Published by Dr. Venn-Watson
Dr. Eric Venn-Watson’s Highlights
    • Presynaptic and postsynaptic neurons are involved in the communication between neurons in your brain.
    • Ensuring your neurons can communicate properly is important for your mental health.
    • Taking a cell-supportive supplement, like fatty15, can help ensure your cells are functioning properly.* 

Let’s talk about neurons, how they communicate, and the differences between presynaptic and postsynaptic neurons. 

We’ll also consider ways to support brain health to lead a healthy, happier life. 

Neurons and Their Pathways

Neurons are brain cells found in the brain and spinal cord. The other cells inside the brain are collectively called glia. Neurons communicate with one another and create pathways. A neural pathway is a series of connected neurons that communicate to a particular part of your brain. 

There are three types of neurons: motor neurons, sensory neurons, and interneurons. 

  • Motor neurons. These neurons control muscular function. 
  • Sensory neurons. These neurons control our five senses.
  • Interneurons. These neurons connect other neurons together.

All three types of neurons are essential to proper brain function and communication. 

How Do Neurons Communicate?

Neurons communicate in two ways: by electrical synapses and chemical synapses.

Electrical Synapses

These synapses happen between two neurons and work by shooting electrical signals over a gap junction. This means the neurons are connected, and there’s no space between them. The brain conducts electricity from one neuron to another. 

Electrical synapses are less common than chemical synapses but do occur. Electrical synapses can go in both directions. This means both neurons involved in the communication can be presynaptic (this will be important later). 

Chemical Synapses

These synapses happen between two neurons by emitting chemicals called neurotransmitters over a synaptic cleft. One neuron synthesizes a neurotransmitter and releases it to be received by another neuron. 

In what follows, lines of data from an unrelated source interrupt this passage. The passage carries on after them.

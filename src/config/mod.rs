//! Configuration for the care gap pipeline.

use std::fmt;
use std::path::PathBuf;

use chrono::{Local, NaiveDate};
use log::warn;

use crate::algorithm::care_gaps::GapAnalysisConfig;
use crate::algorithm::care_gaps::priority::ScoringPolicy;
use crate::error::{CareGapError, Result};
use crate::reader::DEFAULT_BATCH_SIZE;
use crate::utils::dates::DateFormatConfig;

/// Environment variable overriding the read batch size
pub const BATCH_SIZE_ENV: &str = "CARE_GAPS_BATCH_SIZE";

/// Environment variable overriding the reference date (`YYYY-MM-DD`)
pub const REFERENCE_DATE_ENV: &str = "CARE_GAPS_REFERENCE_DATE";

/// Default width of the text bar chart
pub const DEFAULT_CHART_WIDTH: usize = 40;

/// Configuration for a pipeline run
#[derive(Debug, Clone)]
pub struct PipelineConfig {
    /// Directory holding the four input tables
    pub data_dir: PathBuf,
    /// Directory the reports are written to
    pub output_dir: PathBuf,
    /// The "current date" the analysis runs as of
    pub reference_date: NaiveDate,
    /// Rows per record batch when reading
    pub batch_size: usize,
    /// Evaluate patients on the rayon pool
    pub parallel: bool,
    /// Worker threads for parallel mode
    pub num_threads: usize,
    /// How the age bonus contributes to priority scores
    pub scoring_policy: ScoringPolicy,
    /// Maximum bar length of the text chart
    pub chart_width: usize,
    /// Date formats accepted in input tables
    pub date_format_config: DateFormatConfig,
}

impl Default for PipelineConfig {
    fn default() -> Self {
        Self {
            data_dir: PathBuf::from("."),
            output_dir: PathBuf::from("."),
            reference_date: Local::now().date_naive(),
            batch_size: DEFAULT_BATCH_SIZE,
            parallel: false,
            num_threads: num_cpus::get(),
            scoring_policy: ScoringPolicy::default(),
            chart_width: DEFAULT_CHART_WIDTH,
            date_format_config: DateFormatConfig::default(),
        }
    }
}

impl PipelineConfig {
    /// Default configuration with environment overrides applied
    #[must_use]
    pub fn from_env() -> Self {
        Self::default().with_env_overrides()
    }

    /// Apply `CARE_GAPS_BATCH_SIZE` and `CARE_GAPS_REFERENCE_DATE` if set
    ///
    /// Unparseable values are ignored with a warning.
    #[must_use]
    pub fn with_env_overrides(mut self) -> Self {
        if let Ok(value) = std::env::var(BATCH_SIZE_ENV) {
            match value.parse::<usize>() {
                Ok(batch_size) => self.batch_size = batch_size,
                Err(_) => warn!("Ignoring invalid {BATCH_SIZE_ENV}={value}"),
            }
        }
        if let Ok(value) = std::env::var(REFERENCE_DATE_ENV) {
            match NaiveDate::parse_from_str(&value, "%Y-%m-%d") {
                Ok(date) => self.reference_date = date,
                Err(_) => warn!("Ignoring invalid {REFERENCE_DATE_ENV}={value}"),
            }
        }
        self
    }

    #[must_use]
    pub fn with_data_dir(mut self, data_dir: impl Into<PathBuf>) -> Self {
        self.data_dir = data_dir.into();
        self
    }

    #[must_use]
    pub fn with_output_dir(mut self, output_dir: impl Into<PathBuf>) -> Self {
        self.output_dir = output_dir.into();
        self
    }

    #[must_use]
    pub const fn with_reference_date(mut self, reference_date: NaiveDate) -> Self {
        self.reference_date = reference_date;
        self
    }

    #[must_use]
    pub const fn with_parallel(mut self, parallel: bool) -> Self {
        self.parallel = parallel;
        self
    }

    #[must_use]
    pub const fn with_scoring_policy(mut self, scoring_policy: ScoringPolicy) -> Self {
        self.scoring_policy = scoring_policy;
        self
    }

    /// Check values that would make the run meaningless
    pub fn validate(&self) -> Result<()> {
        if self.batch_size == 0 {
            return Err(CareGapError::InvalidConfig(
                "batch_size must be greater than zero".into(),
            ));
        }
        if self.chart_width == 0 {
            return Err(CareGapError::InvalidConfig(
                "chart_width must be greater than zero".into(),
            ));
        }
        if self.parallel && self.num_threads == 0 {
            return Err(CareGapError::InvalidConfig(
                "num_threads must be greater than zero in parallel mode".into(),
            ));
        }
        if self.date_format_config.date_formats.is_empty() {
            return Err(CareGapError::InvalidConfig(
                "at least one date format is required".into(),
            ));
        }
        Ok(())
    }

    /// The subset of settings the care gap engine needs
    #[must_use]
    pub fn gap_analysis(&self) -> GapAnalysisConfig {
        GapAnalysisConfig::new(self.reference_date).with_scoring_policy(self.scoring_policy)
    }
}

impl fmt::Display for PipelineConfig {
    fn fmt(&self, f: &mut fmt::Formatter<'_>) -> fmt::Result {
        writeln!(f, "Pipeline Configuration:")?;
        writeln!(f, "  Data Directory: {}", self.data_dir.display())?;
        writeln!(f, "  Output Directory: {}", self.output_dir.display())?;
        writeln!(f, "  Reference Date: {}", self.reference_date)?;
        writeln!(f, "  Batch Size: {}", self.batch_size)?;
        if self.parallel {
            writeln!(f, "  Parallel: yes ({} threads)", self.num_threads)?;
        } else {
            writeln!(f, "  Parallel: no")?;
        }
        writeln!(f, "  Scoring: {}", self.scoring_policy)?;
        write!(f, "  Chart Width: {}", self.chart_width)
    }
}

Chemical synapse communication goes one way (even in retrograde signaling). This means one neuron must be the sender of information, and one must be the receiver. This brings us to presynaptic and postsynaptic neurons.

During a chemical synapse, two neurons communicate by sending neurotransmitters. The neuron that creates the neurotransmitter and sends it to another neuron is called the presynaptic neuron. The neuron that receives the neurotransmitter is called the postsynaptic neuron. 

Presynaptic Neuron

The presynaptic neuron opens the neural conversation, called the synapse. It synthesizes and releases a neurotransmitter through a process called exocytosis. 

Postsynaptic Neuron

The postsynaptic neuron receives the neurotransmitter through a process called endocytosis. It also inactivates the neurotransmitter once the transmission is complete. 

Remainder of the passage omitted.